The Yankees, perhaps the most famous baseball team on the planet, have a cool 1 million followers on TikTok.

But there’s a team that has them beat: the Savannah Bananas. With nearly 4 million followers, CNN dubbed them “TikTok’s favorite baseball team” last year.

The Bananas aren’t an MLB team, nor do they play in the Minor League; they’re an exhibition team founded in 2016 that plays “Banana Ball.” Think: the Harlem Globetrotters, but for baseball.

So how’d they gain millions of followers in three years? It started with an intern.

Match made in heaven

After starting seven years ago, the Savannah Bananas became known for their on-field antics, like performing choreographed dances at every game and playing in kilts, as well as giving post-game interviews in…nontraditional settings.

In 2019, during her sophomore year at Texas A&M-Corpus Christi, Savanah Alaniz was looking for an internship when she discovered the team’s Instagram account, which led her to its website, she told us.

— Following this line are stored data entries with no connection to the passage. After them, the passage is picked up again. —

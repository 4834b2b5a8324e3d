use sqlx::SqlitePool;

use crate::core::error::Result;
use crate::features::departments::model::Department;

pub struct DepartmentService {
    pool: SqlitePool,
}

impl DepartmentService {
    pub fn new(pool: SqlitePool) -> Self {
        Self { pool }
    }

    pub async fn list(&self) -> Result<Vec<Department>> {
        Ok(
            sqlx::query_as::<_, Department>("SELECT * FROM departments ORDER BY name")
                .fetch_all(&self.pool)
                .await?,
        )
    }
}

#[cfg(test)]
mod tests {
    use super::*;
    use crate::shared::test_helpers::test_pool;

    #[tokio::test]
    async fn seeded_departments_are_listed_alphabetically() {
        let service = DepartmentService::new(test_pool().await);

        let departments = service.list().await.unwrap();

        let names: Vec<&str> = departments.iter().map(|d| d.name.as_str()).collect();
        assert_eq!(
            names,
            vec!["Disaster Management", "Electricity", "Fire", "Police"]
        );
    }
}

There, she found a digital marketing internship posting.

She applied, and at one point during the interview process, pitched the idea of a TikTok account. (And yes, she did also mention that “we share a name,” Alaniz said in an interview with Marketing Brew.)

A couple of days later, she said the team directed its Instagram followers to a brand-new TikTok page. Two weeks after that, in February 2020, Alaniz got the internship. The account gained a couple hundred followers over the next three or four months, but she got access at the start of her internship in June, and its TikTok following grew to about 200,000 by the end of summer.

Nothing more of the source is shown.